_Prompt_:
Starting at the line that contains "pub use config::MoveOptions;", print every remaining line of the entries, unchanged, and output nothing more.
= = = = = = =
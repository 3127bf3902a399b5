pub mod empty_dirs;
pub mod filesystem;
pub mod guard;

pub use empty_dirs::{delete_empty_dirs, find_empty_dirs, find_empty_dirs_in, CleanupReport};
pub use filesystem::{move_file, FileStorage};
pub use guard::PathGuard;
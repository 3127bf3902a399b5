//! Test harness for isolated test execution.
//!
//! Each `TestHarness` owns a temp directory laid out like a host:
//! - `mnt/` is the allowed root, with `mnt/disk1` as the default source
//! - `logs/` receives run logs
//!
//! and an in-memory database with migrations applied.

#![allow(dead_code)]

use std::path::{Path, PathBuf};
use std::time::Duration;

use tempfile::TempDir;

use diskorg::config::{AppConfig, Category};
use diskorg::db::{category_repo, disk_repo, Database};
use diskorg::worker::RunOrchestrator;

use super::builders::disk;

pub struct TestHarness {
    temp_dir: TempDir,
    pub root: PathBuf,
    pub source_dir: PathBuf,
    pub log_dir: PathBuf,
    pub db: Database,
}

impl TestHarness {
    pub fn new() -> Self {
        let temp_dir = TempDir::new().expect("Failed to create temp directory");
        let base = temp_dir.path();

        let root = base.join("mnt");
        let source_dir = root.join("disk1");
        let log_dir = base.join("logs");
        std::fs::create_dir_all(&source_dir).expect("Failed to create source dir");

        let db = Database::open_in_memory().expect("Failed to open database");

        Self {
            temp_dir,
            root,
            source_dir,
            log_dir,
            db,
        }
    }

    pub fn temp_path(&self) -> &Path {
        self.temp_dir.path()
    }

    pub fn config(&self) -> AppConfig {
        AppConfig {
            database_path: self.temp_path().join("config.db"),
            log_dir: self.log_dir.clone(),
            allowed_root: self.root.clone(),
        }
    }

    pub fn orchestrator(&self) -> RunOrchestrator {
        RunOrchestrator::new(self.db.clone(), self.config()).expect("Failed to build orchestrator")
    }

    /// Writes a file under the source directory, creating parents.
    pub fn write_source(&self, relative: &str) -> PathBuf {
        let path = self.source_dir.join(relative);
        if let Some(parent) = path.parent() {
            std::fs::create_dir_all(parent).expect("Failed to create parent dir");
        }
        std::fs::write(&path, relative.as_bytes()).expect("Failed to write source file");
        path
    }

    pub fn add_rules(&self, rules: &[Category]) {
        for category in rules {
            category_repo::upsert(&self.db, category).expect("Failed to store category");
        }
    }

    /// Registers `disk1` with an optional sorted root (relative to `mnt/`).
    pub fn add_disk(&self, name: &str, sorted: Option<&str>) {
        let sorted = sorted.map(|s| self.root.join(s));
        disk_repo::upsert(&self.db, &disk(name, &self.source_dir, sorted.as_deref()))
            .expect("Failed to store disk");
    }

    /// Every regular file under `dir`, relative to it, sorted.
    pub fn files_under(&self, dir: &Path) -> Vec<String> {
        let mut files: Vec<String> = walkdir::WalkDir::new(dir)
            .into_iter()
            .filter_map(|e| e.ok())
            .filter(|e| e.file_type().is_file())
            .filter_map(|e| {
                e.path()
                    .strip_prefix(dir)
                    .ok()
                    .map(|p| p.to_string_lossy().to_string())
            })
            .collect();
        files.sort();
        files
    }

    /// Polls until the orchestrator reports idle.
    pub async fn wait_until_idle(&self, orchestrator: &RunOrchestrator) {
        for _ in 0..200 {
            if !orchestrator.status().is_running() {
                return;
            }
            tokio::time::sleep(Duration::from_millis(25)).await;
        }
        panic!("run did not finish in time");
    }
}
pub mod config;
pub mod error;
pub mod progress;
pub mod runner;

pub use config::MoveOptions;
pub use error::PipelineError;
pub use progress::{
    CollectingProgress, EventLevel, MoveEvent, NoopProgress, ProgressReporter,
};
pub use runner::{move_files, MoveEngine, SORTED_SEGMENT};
= = = = = = =
_Exercise answer_:
pub use config::MoveOptions;
pub use error::PipelineError;
pub use progress::{
    CollectingProgress, EventLevel, MoveEvent, NoopProgress, ProgressReporter,
};
pub use runner::{move_files, MoveEngine, SORTED_SEGMENT};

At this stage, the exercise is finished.